Thursday, October 16, 2008


There are many different types of unit trusts but, in general, they can be categorized as below:

  • Bond and Money Market Funds are funds that invest in fixed income securities (which are long-term debt) and in short-term debt (for example, commercial papers) respectively.
  • Balanced Funds (a mix of equity and bonds) are funds which have a good combination of both debt and equities (stocks) in the portfolio; the asset allocation is normally on a 60:40 basis or 50:50 basis. Hence, the term ‘balanced’.
  • Islamic/Syariah Funds are various funds which comply with Syariah principles and are normally approved by an appointed Syariah Board. These funds do not invest in companies which are involved in usury (riba’ like banks) and in businesses which are ‘non-halal’, like breweries, or gambling.

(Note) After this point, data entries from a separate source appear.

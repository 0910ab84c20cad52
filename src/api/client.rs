use std::sync::atomic::{AtomicBool, Ordering};
use std::sync::Arc;
use std::time::Duration;

use reqwest::{Method, StatusCode};
use serde::de::DeserializeOwned;
use serde_json::Value;
use yansi::Paint;

use crate::config;
use crate::error::ApiError;
use crate::session::SessionStore;

static SILENT: AtomicBool = AtomicBool::new(false);

pub fn set_silent(silent: bool) {
    SILENT.store(silent, Ordering::Relaxed);
}

fn log_output(msg: String) {
    if !SILENT.load(Ordering::Relaxed) {
        println!("{}", msg);
    }
}

/// The single outbound path to the CloudPC backend.
///
/// Every operation goes through one pipeline: the session's bearer token is
/// attached when present, and a 401 response clears the session before the
/// error reaches the caller. The store is injected so hosts (and tests) can
/// supply their own.
pub struct ApiClient {
    http: reqwest::Client,
    base_url: String,
    session: Arc<SessionStore>,
}

impl ApiClient {
    /// Create a client for `base_url` (scheme + host, no `/api` suffix).
    pub fn new(base_url: String, session: Arc<SessionStore>) -> Self {
        let http = reqwest::Client::builder()
            .user_agent(format!("CloudPC/{}", env!("CARGO_PKG_VERSION")))
            .timeout(Duration::from_secs(30))
            .build()
            .expect("Failed to create HTTP client");
        Self {
            http,
            base_url: config::sanitize_base_url(&base_url),
            session,
        }
    }

    /// The session store this client reads and tears down.
    pub fn session(&self) -> &Arc<SessionStore> {
        &self.session
    }

    /// Echo the outgoing request as a runnable curl line, teacher-style.
    fn log_request(&self, method: &Method, url: &str, token: Option<&str>, body: Option<&Value>) {
        let mut parts = Vec::new();
        parts.push(Paint::new("curl").fg(yansi::Color::Green).bold().to_string());
        parts.push(format!("-X {}", Paint::new(method.as_str()).fg(yansi::Color::Yellow).bold()));
        parts.push(format!("'{}'", Paint::new(url).fg(yansi::Color::Cyan)));

        if let Some(t) = token {
            parts.push(format!(
                "{} {}",
                Paint::new("-H").fg(yansi::Color::Magenta),
                Paint::new(format!("'Authorization: Bearer {}'", t)).fg(yansi::Color::Magenta)
            ));
        }
        if body.is_some() {
            parts.push(format!(
                "{} {}",
                Paint::new("-H").fg(yansi::Color::Magenta),
                Paint::new("'Content-Type: application/json'").fg(yansi::Color::Magenta)
            ));
        }
        if let Some(b) = body {
            let json_str = serde_json::to_string_pretty(b).unwrap_or_default();
            let escaped_json = json_str.replace("'", "'\\''");
            parts.push(format!(
                "{} {}",
                Paint::new("-d").fg(yansi::Color::Blue),
                Paint::new(format!("'{}'", escaped_json)).fg(yansi::Color::White)
            ));
        }
        log_output(format!("Request:\n{}", parts.join(" ")));
    }

    /// Send one request and classify the response.
    ///
    /// The token is read from the session store at send time; a request
    /// already in flight is not affected by a concurrent clear. On 401 the
    /// store is emptied before the error is returned, so the caller still
    /// observes the failure.
    pub(crate) async fn send(
        &self,
        method: Method,
        endpoint: &str,
        body: Option<Value>,
    ) -> Result<reqwest::Response, ApiError> {
        let url = format!("{}{}{}", self.base_url, config::API_PREFIX, endpoint);
        let token = self.session.get();
        self.log_request(&method, &url, token.as_deref(), body.as_ref());

        let mut req = self.http.request(method, &url);
        if let Some(ref t) = token {
            req = req.bearer_auth(t);
        }
        if let Some(ref b) = body {
            req = req.json(b);
        }

        let response = req
            .send()
            .await
            .map_err(|e| ApiError::Network(e.to_string()))?;

        let status = response.status();
        if status == StatusCode::UNAUTHORIZED {
            tracing::warn!(%url, "Backend answered 401; clearing session");
            if let Err(e) = SessionStore::clear(&self.session) {
                tracing::warn!(%e, "Failed to remove persisted token after 401");
            }
            log_output(format!(
                "Response:\n{}",
                Paint::new("HTTP 401 Unauthorized (session cleared)").fg(yansi::Color::Red)
            ));
            return Err(ApiError::SessionExpired);
        }
        if !status.is_success() {
            let body = response
                .text()
                .await
                .unwrap_or_else(|_| "Unknown error".to_string());
            log_output(format!(
                "Response:\n{}",
                Paint::new(format!("HTTP {}: {}", status, body)).fg(yansi::Color::Red)
            ));
            return Err(ApiError::Http { status, body });
        }

        Ok(response)
    }

    /// Send a request and decode the JSON response body.
    pub(crate) async fn request<T: DeserializeOwned>(
        &self,
        method: Method,
        endpoint: &str,
        body: Option<Value>,
    ) -> Result<T, ApiError> {
        let response = self.send(method, endpoint, body).await?;
        let text = response
            .text()
            .await
            .map_err(|e| ApiError::Network(e.to_string()))?;

        // Grayed out so responses read as secondary to the curl echo
        log_output(format!(
            "Response:\n{}",
            Paint::new(&text).rgb(100, 100, 100)
        ));

        serde_json::from_str(&text).map_err(|e| ApiError::Decode(e.to_string()))
    }

    /// Send a request whose success response carries no body of interest.
    pub(crate) async fn request_empty(
        &self,
        method: Method,
        endpoint: &str,
    ) -> Result<(), ApiError> {
        let response = self.send(method, endpoint, None).await?;
        let status = response.status();
        log_output(format!(
            "Response:\n{}",
            Paint::new(format!("HTTP {}", status)).rgb(100, 100, 100)
        ));
        Ok(())
    }
}
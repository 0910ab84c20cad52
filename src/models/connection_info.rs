use serde::{Deserialize, Serialize};

/// Remote-access handle returned by the connect endpoint. The token here is
/// a one-off connection ticket, not the session credential.
#[derive(Clone, Debug, Serialize, Deserialize)]
#[serde(rename_all = "camelCase")]
pub struct ConnectionInfo {
    pub connection_url: String,
    pub token: String,
}
//! In-memory bank: accounts, the shared rule table, validation and statements

pub mod loader;

use std::collections::BTreeMap;

use chrono::{Datelike, NaiveDate};
use log::{debug, info, warn};
use rust_decimal::Decimal;

use crate::accrual::{AccrualConfig, AccrualEngine};
use crate::dates::{first_day_of_month, last_day_of_month};
use crate::error::{LedgerError, Result};
use crate::input::TransactionRequest;
use crate::ledger::{Account, Transaction, TransactionKind};
use crate::rules::{InterestRule, RuleTable};
use crate::statement::{Statement, StatementPeriod};

pub use loader::{load_rules, load_rules_from_reader, load_transactions, load_transactions_from_reader};

/// Ceiling on any account's running balance, in whole currency units.
///
/// Keeps every balance, daily interest product and window sum far inside the
/// range of `Decimal`.
pub const BALANCE_LIMIT: i64 = 1_000_000_000_000_000;

/// Owns every account and the rule table shared by all of them
#[derive(Debug, Clone, Default)]
pub struct Bank {
    accounts: BTreeMap<String, Account>,
    rules: RuleTable,
    engine: AccrualEngine,
}

impl Bank {
    pub fn new() -> Self {
        Self::default()
    }

    pub fn with_config(config: AccrualConfig) -> Self {
        Self {
            engine: AccrualEngine::new(config),
            ..Self::default()
        }
    }

    /// Validate a transaction and add it to its account, creating the account on first use.
    ///
    /// Rejected requests leave the bank untouched.
    pub fn record_transaction(&mut self, request: TransactionRequest) -> Result<&Account> {
        if request.amount <= Decimal::ZERO {
            return Err(LedgerError::InvalidAmount { input: request.amount.to_string() });
        }

        let existing = self.accounts.get(&request.account);
        let sequence = existing.map_or(0, |a| a.ledger.count_on(request.date)) + 1;
        let transaction = Transaction::new(
            Transaction::id_for(request.date, sequence),
            request.date,
            request.kind,
            request.amount,
        );

        if request.kind == TransactionKind::Withdrawal {
            let ledger_balance = existing.map_or(Decimal::ZERO, |a| a.ledger.balance());
            if ledger_balance.is_zero() {
                warn!("Rejected withdrawal on empty account {}", request.account);
                return Err(LedgerError::WithdrawalOnEmptyAccount);
            }
            if let Some(account) = existing {
                if let Err(lowest) = account.ledger.check_non_negative_with(&transaction) {
                    warn!(
                        "Rejected withdrawal of {} on {}: running balance would reach {lowest}",
                        request.amount, request.account
                    );
                    return Err(LedgerError::InsufficientBalance {
                        needed: request.amount,
                        available: request.amount + lowest,
                    });
                }
            }
        }

        if request.kind == TransactionKind::Deposit {
            let peak = existing.map_or(request.amount, |a| a.ledger.peak_balance_with(&transaction));
            let limit = Decimal::from(BALANCE_LIMIT);
            if peak > limit {
                warn!("Rejected deposit of {} on {}: balance would reach {peak}", request.amount, request.account);
                return Err(LedgerError::BalanceLimitExceeded { limit });
            }
        }

        info!(
            "Recorded {} {} {} on {} for {}",
            transaction.id,
            transaction.kind.code(),
            transaction.amount,
            transaction.date,
            request.account
        );

        let account = self
            .accounts
            .entry(request.account.clone())
            .or_insert_with(|| Account::new(request.account));
        account.ledger.add(transaction);
        Ok(account)
    }

    /// Add a rule, replacing any rule with the same effective date
    pub fn define_rule(&mut self, rule: InterestRule) -> Option<InterestRule> {
        info!("Interest rule {} at {}% from {}", rule.id, rule.rate_percent, rule.effective_date);
        let replaced = self.rules.upsert(rule);
        if let Some(old) = &replaced {
            debug!("Replaced rule {} dated {}", old.id, old.effective_date);
        }
        replaced
    }

    pub fn account(&self, account_number: &str) -> Result<&Account> {
        self.accounts
            .get(account_number)
            .ok_or_else(|| LedgerError::AccountNotFound { account: account_number.to_string() })
    }

    /// Accounts ordered by account number
    pub fn accounts(&self) -> impl Iterator<Item = &Account> {
        self.accounts.values()
    }

    pub fn rules(&self) -> &RuleTable {
        &self.rules
    }

    pub fn engine(&self) -> &AccrualEngine {
        &self.engine
    }

    /// First and last calendar day of the statement month.
    ///
    /// For a bare month the year comes from the account's latest transaction in
    /// that month, falling back to the year of its latest transaction overall.
    pub fn resolve_period(&self, account: &Account, period: StatementPeriod) -> Result<(NaiveDate, NaiveDate)> {
        let (year, month) = match period {
            StatementPeriod::YearMonth(year, month) => (year, month),
            StatementPeriod::Month(month) => {
                let anchor = account
                    .ledger
                    .latest_date(Some(month))
                    .or_else(|| account.ledger.latest_date(None))
                    .ok_or_else(|| LedgerError::AccountNotFound {
                        account: account.account_number.clone(),
                    })?;
                (anchor.year(), month)
            }
        };

        let invalid = || LedgerError::InvalidMonth { input: format!("{year:04}{month:02}") };
        let start = first_day_of_month(year, month).ok_or_else(invalid)?;
        let end = last_day_of_month(year, month).ok_or_else(invalid)?;
        Ok((start, end))
    }

    /// Monthly statement with its closing interest line
    pub fn statement(&self, account_number: &str, period: StatementPeriod) -> Result<Statement> {
        let account = self.account(account_number)?;
        let (start, end) = self.resolve_period(account, period)?;
        debug!("Statement for {account_number} over {start}..={end}");
        Statement::build(account, &self.rules, &self.engine, start, end)
    }
}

  • Equity Funds are basically funds which invest in stocks which are listed, either locally or offshore. A subset of equity funds is thematic funds. These invest in stocks of specific niche sectors, for example, in the China Market, the luxury sector or alternative energy sector.
  • Capital Guaranteed/ Principal Protected Funds are funds where the principal amount invested is protected if held to maturity period (for example, 3 or 5 years). Sometimes the fund may have a guarantee (provided by a reputable bank) on the principal; this may enhance the attractiveness. But note that the returns for these funds are not guaranteed.